ABOUT THIS TASK: Every line from the beginning of the data through the line containing "use serde::de::Error as _;" should be reproduced exactly, and no further lines should be output.

Saved entries:

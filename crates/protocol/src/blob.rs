//! Base64-encoded binary payloads.
//!
//! The wire format is JSON, which has no native byte string. A [`Blob`]
//! serializes as a base64 string so handlers can embed binary data
//! anywhere inside their arguments or results.

use base64::engine::general_purpose::STANDARD;
use base64::Engine as _;
use serde::de::Error as _;
use serde::{Deserialize, Deserializer, Serialize, Serializer};

/// Binary payload embedded in a structured value as base64.
#[derive(Debug, Clone, PartialEq, Eq, Default)]
pub struct Blob(pub Vec<u8>);

impl Blob {
    pub fn new(bytes: impl Into<Vec<u8>>) -> Self {
        Self(bytes.into())
    }

    pub fn as_bytes(&self) -> &[u8] {
        &self.0
    }

    pub fn into_bytes(self) -> Vec<u8> {
        self.0
    }
}

impl From<Vec<u8>> for Blob {
    fn from(bytes: Vec<u8>) -> Self {
        Self(bytes)
    }
}

impl Serialize for Blob {
    fn serialize<S: Serializer>(&self, serializer: S) -> Result<S::Ok, S::Error> {
        serializer.serialize_str(&STANDARD.encode(&self.0))
    }
}

impl<'de> Deserialize<'de> for Blob {
    fn deserialize<D: Deserializer<'de>>(deserializer: D) -> Result<Self, D::Error> {
        let encoded = String::deserialize(deserializer)?;
        let bytes = STANDARD
            .decode(encoded.as_bytes())
            .map_err(|e| D::Error::custom(format!("invalid base64: {e}")))?;
        Ok(Self(bytes))
    }
}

OUTPUT OF THE TASK:
filename crates/protocol/src/blob.rs
//! Base64-encoded binary payloads.
//!
//! The wire format is JSON, which has no native byte string. A [`Blob`]
//! serializes as a base64 string so handlers can embed binary data
//! anywhere inside their arguments or results.

use base64::engine::general_purpose::STANDARD;
use base64::Engine as _;
use serde::de::Error as _;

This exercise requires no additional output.